___ WORKING DATA ___

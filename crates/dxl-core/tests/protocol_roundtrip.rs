//! Integration tests for the dxl-core packet codec.
//!
//! These tests drive complete frames through the public API of both protocol
//! versions: round trips, byte stuffing of frame markers, size limits and
//! integrity checking.

use dxl_core::{
    decode_instruction, decode_status, encode_instruction, encode_status,
    protocol::{
        messages::{MAX_PACKET_LEN_V1, MAX_PACKET_LEN_V2},
        params, PacketError,
    },
    DeviceStatus, Instruction, InstructionPacket, ProtocolVersion, StatusPacket, BROADCAST_ID,
};

const BOTH: [ProtocolVersion; 2] = [ProtocolVersion::V1, ProtocolVersion::V2];

fn roundtrip_instruction(version: ProtocolVersion, packet: InstructionPacket) -> InstructionPacket {
    let bytes = encode_instruction(version, &packet).expect("encode must succeed");
    let (decoded, consumed) = decode_instruction(version, &bytes).expect("decode must succeed");
    assert_eq!(consumed, bytes.len(), "all bytes must be consumed");
    decoded
}

fn roundtrip_status(version: ProtocolVersion, packet: StatusPacket) -> StatusPacket {
    let bytes = encode_status(version, &packet).expect("encode must succeed");
    let (decoded, consumed) = decode_status(version, &bytes).expect("decode must succeed");
    assert_eq!(consumed, bytes.len(), "all bytes must be consumed");
    decoded
}

#[test]
fn test_roundtrip_every_v2_instruction() {
    for instruction in [
        Instruction::Ping,
        Instruction::Read,
        Instruction::Write,
        Instruction::RegWrite,
        Instruction::Action,
        Instruction::FactoryReset,
        Instruction::Reboot,
        Instruction::Clear,
        Instruction::SyncRead,
        Instruction::SyncWrite,
        Instruction::FastSyncRead,
        Instruction::FastSyncWrite,
        Instruction::BulkRead,
        Instruction::BulkWrite,
    ] {
        let original = InstructionPacket::new(BROADCAST_ID, instruction, vec![0x84, 0x00, 0x04, 0x00, 0x01]);
        assert_eq!(original, roundtrip_instruction(ProtocolVersion::V2, original.clone()));
    }
}

#[test]
fn test_roundtrip_v1_read_built_from_params() {
    let read = params::read(ProtocolVersion::V1, 0x24, 2).unwrap();
    let original = InstructionPacket::new(5, Instruction::Read, read);

    assert_eq!(original, roundtrip_instruction(ProtocolVersion::V1, original.clone()));
}

#[test]
fn test_roundtrip_status_with_frame_marker_payloads() {
    let payloads: [&[u8]; 5] = [
        &[0xFF, 0xFF, 0xFD],
        &[0xFF, 0xFF, 0xFD, 0xFD],
        &[0xFF, 0xFF, 0xFF, 0xFD],
        &[0xFF, 0xFF, 0xFD, 0xFF, 0xFF, 0xFD, 0x00],
        &[0xFD, 0xFD, 0xFF, 0xFF],
    ];

    for version in BOTH {
        for payload in payloads {
            let original = StatusPacket::new(1, DeviceStatus::OK, payload.to_vec());
            assert_eq!(original, roundtrip_status(version, original.clone()));
        }
    }
}

#[test]
fn test_device_status_survives_roundtrip_as_bitmask() {
    let status = DeviceStatus(DeviceStatus::OVERLOAD | DeviceStatus::OVERHEATING);
    let original = StatusPacket::new(9, status, vec![]);

    let decoded = roundtrip_status(ProtocolVersion::V1, original);

    assert!(decoded.status.contains(DeviceStatus::OVERLOAD));
    assert!(decoded.status.contains(DeviceStatus::OVERHEATING));
}

#[test]
fn test_back_to_back_frames_decode_in_sequence() {
    // Arrange – two replies arriving in one read
    let first = StatusPacket::new(1, DeviceStatus::OK, vec![0x00, 0x02, 0x00, 0x00]);
    let second = StatusPacket::new(2, DeviceStatus::OK, vec![0xFF, 0xFF, 0xFD, 0x00]);
    let mut stream = encode_status(ProtocolVersion::V2, &first).unwrap();
    stream.extend(encode_status(ProtocolVersion::V2, &second).unwrap());

    // Act
    let (a, used) = decode_status(ProtocolVersion::V2, &stream).unwrap();
    let (b, rest) = decode_status(ProtocolVersion::V2, &stream[used..]).unwrap();

    // Assert
    assert_eq!(a, first);
    assert_eq!(b, second);
    assert_eq!(used + rest, stream.len());
}

#[test]
fn test_single_bit_flip_never_decodes_v1() {
    let packet = StatusPacket::new(2, DeviceStatus::OK, vec![0x10, 0x20, 0x30]);
    let frame = encode_status(ProtocolVersion::V1, &packet).unwrap();

    for index in 0..frame.len() {
        for bit in 0..8 {
            let mut corrupted = frame.clone();
            corrupted[index] ^= 1 << bit;
            assert!(
                decode_status(ProtocolVersion::V1, &corrupted).is_err(),
                "flip of bit {bit} in byte {index} went undetected"
            );
        }
    }
}

#[test]
fn test_largest_packet_fits_and_one_more_byte_does_not() {
    let cases = [
        (ProtocolVersion::V1, MAX_PACKET_LEN_V1 - 6),
        (ProtocolVersion::V2, MAX_PACKET_LEN_V2 - 10),
    ];

    for (version, max_params) in cases {
        let fits = InstructionPacket::new(1, Instruction::Write, vec![0u8; max_params]);
        let too_long = InstructionPacket::new(1, Instruction::Write, vec![0u8; max_params + 1]);

        assert_eq!(
            encode_instruction(version, &fits).unwrap().len(),
            version.max_packet_len()
        );
        assert!(matches!(
            encode_instruction(version, &too_long),
            Err(PacketError::PacketTooLong { .. })
        ));
    }
}

#[test]
fn test_stuffing_counts_against_the_size_limit() {
    // 1014 parameter bytes would fit unstuffed; 338 escapes push it over.
    let params = [0xFF, 0xFF, 0xFD].repeat(338);
    let packet = InstructionPacket::new(1, Instruction::Write, params);

    let result = encode_instruction(ProtocolVersion::V2, &packet);

    assert!(matches!(result, Err(PacketError::PacketTooLong { .. })));
}

#[test]
fn test_protocol_versions_do_not_understand_each_other() {
    let packet = StatusPacket::new(1, DeviceStatus::OK, vec![1, 2]);
    let v1 = encode_status(ProtocolVersion::V1, &packet).unwrap();
    let v2 = encode_status(ProtocolVersion::V2, &packet).unwrap();

    assert!(decode_status(ProtocolVersion::V2, &v1).is_err());
    assert!(decode_status(ProtocolVersion::V1, &v2).is_err());
}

___

TASK BRIEF
Restate the data above word for word.

RESPONSE TO THIS EXERCISE
filename crates/dxl-core/tests/protocol_roundtrip.rs
//! Integration tests for the dxl-core packet codec.
//!
//! These tests drive complete frames through the public API of both protocol
//! versions: round trips, byte stuffing of frame markers, size limits and
//! integrity checking.

use dxl_core::{
    decode_instruction, decode_status, encode_instruction, encode_status,
    protocol::{
        messages::{MAX_PACKET_LEN_V1, MAX_PACKET_LEN_V2},
        params, PacketError,
    },
    DeviceStatus, Instruction, InstructionPacket, ProtocolVersion, StatusPacket, BROADCAST_ID,
};

const BOTH: [ProtocolVersion; 2] = [ProtocolVersion::V1, ProtocolVersion::V2];

fn roundtrip_instruction(version: ProtocolVersion, packet: InstructionPacket) -> InstructionPacket {
    let bytes = encode_instruction(version, &packet).expect("encode must succeed");
    let (decoded, consumed) = decode_instruction(version, &bytes).expect("decode must succeed");
    assert_eq!(consumed, bytes.len(), "all bytes must be consumed");
    decoded
}

fn roundtrip_status(version: ProtocolVersion, packet: StatusPacket) -> StatusPacket {
    let bytes = encode_status(version, &packet).expect("encode must succeed");
    let (decoded, consumed) = decode_status(version, &bytes).expect("decode must succeed");
    assert_eq!(consumed, bytes.len(), "all bytes must be consumed");
    decoded
}

#[test]
fn test_roundtrip_every_v2_instruction() {
    for instruction in [
        Instruction::Ping,
        Instruction::Read,
        Instruction::Write,
        Instruction::RegWrite,
        Instruction::Action,
        Instruction::FactoryReset,
        Instruction::Reboot,
        Instruction::Clear,
        Instruction::SyncRead,
        Instruction::SyncWrite,
        Instruction::FastSyncRead,
        Instruction::FastSyncWrite,
        Instruction::BulkRead,
        Instruction::BulkWrite,
    ] {
        let original = InstructionPacket::new(BROADCAST_ID, instruction, vec![0x84, 0x00, 0x04, 0x00, 0x01]);
        assert_eq!(original, roundtrip_instruction(ProtocolVersion::V2, original.clone()));
    }
}

#[test]
fn test_roundtrip_v1_read_built_from_params() {
    let read = params::read(ProtocolVersion::V1, 0x24, 2).unwrap();
    let original = InstructionPacket::new(5, Instruction::Read, read);

    assert_eq!(original, roundtrip_instruction(ProtocolVersion::V1, original.clone()));
}

#[test]
fn test_roundtrip_status_with_frame_marker_payloads() {
    let payloads: [&[u8]; 5] = [
        &[0xFF, 0xFF, 0xFD],
        &[0xFF, 0xFF, 0xFD, 0xFD],
        &[0xFF, 0xFF, 0xFF, 0xFD],
        &[0xFF, 0xFF, 0xFD, 0xFF, 0xFF, 0xFD, 0x00],
        &[0xFD, 0xFD, 0xFF, 0xFF],
    ];

    for version in BOTH {
        for payload in payloads {
            let original = StatusPacket::new(1, DeviceStatus::OK, payload.to_vec());
            assert_eq!(original, roundtrip_status(version, original.clone()));
        }
    }
}

#[test]
fn test_device_status_survives_roundtrip_as_bitmask() {
    let status = DeviceStatus(DeviceStatus::OVERLOAD | DeviceStatus::OVERHEATING);
    let original = StatusPacket::new(9, status, vec![]);

    let decoded = roundtrip_status(ProtocolVersion::V1, original);

    assert!(decoded.status.contains(DeviceStatus::OVERLOAD));
    assert!(decoded.status.contains(DeviceStatus::OVERHEATING));
}

#[test]
fn test_back_to_back_frames_decode_in_sequence() {
    // Arrange – two replies arriving in one read
    let first = StatusPacket::new(1, DeviceStatus::OK, vec![0x00, 0x02, 0x00, 0x00]);
    let second = StatusPacket::new(2, DeviceStatus::OK, vec![0xFF, 0xFF, 0xFD, 0x00]);
    let mut stream = encode_status(ProtocolVersion::V2, &first).unwrap();
    stream.extend(encode_status(ProtocolVersion::V2, &second).unwrap());

    // Act
    let (a, used) = decode_status(ProtocolVersion::V2, &stream).unwrap();
    let (b, rest) = decode_status(ProtocolVersion::V2, &stream[used..]).unwrap();

    // Assert
    assert_eq!(a, first);
    assert_eq!(b, second);
    assert_eq!(used + rest, stream.len());
}

#[test]
fn test_single_bit_flip_never_decodes_v1() {
    let packet = StatusPacket::new(2, DeviceStatus::OK, vec![0x10, 0x20, 0x30]);
    let frame = encode_status(ProtocolVersion::V1, &packet).unwrap();

    for index in 0..frame.len() {
        for bit in 0..8 {
            let mut corrupted = frame.clone();
            corrupted[index] ^= 1 << bit;
            assert!(
                decode_status(ProtocolVersion::V1, &corrupted).is_err(),
                "flip of bit {bit} in byte {index} went undetected"
            );
        }
    }
}

#[test]
fn test_largest_packet_fits_and_one_more_byte_does_not() {
    let cases = [
        (ProtocolVersion::V1, MAX_PACKET_LEN_V1 - 6),
        (ProtocolVersion::V2, MAX_PACKET_LEN_V2 - 10),
    ];

    for (version, max_params) in cases {
        let fits = InstructionPacket::new(1, Instruction::Write, vec![0u8; max_params]);
        let too_long = InstructionPacket::new(1, Instruction::Write, vec![0u8; max_params + 1]);

        assert_eq!(
            encode_instruction(version, &fits).unwrap().len(),
            version.max_packet_len()
        );
        assert!(matches!(
            encode_instruction(version, &too_long),
            Err(PacketError::PacketTooLong { .. })
        ));
    }
}

#[test]
fn test_stuffing_counts_against_the_size_limit() {
    // 1014 parameter bytes would fit unstuffed; 338 escapes push it over.
    let params = [0xFF, 0xFF, 0xFD].repeat(338);
    let packet = InstructionPacket::new(1, Instruction::Write, params);

    let result = encode_instruction(ProtocolVersion::V2, &packet);

    assert!(matches!(result, Err(PacketError::PacketTooLong { .. })));
}

#[test]
fn test_protocol_versions_do_not_understand_each_other() {
    let packet = StatusPacket::new(1, DeviceStatus::OK, vec![1, 2]);
    let v1 = encode_status(ProtocolVersion::V1, &packet).unwrap();
    let v2 = encode_status(ProtocolVersion::V2, &packet).unwrap();

    assert!(decode_status(ProtocolVersion::V2, &v1).is_err());
    assert!(decode_status(ProtocolVersion::V1, &v2).is_err());
}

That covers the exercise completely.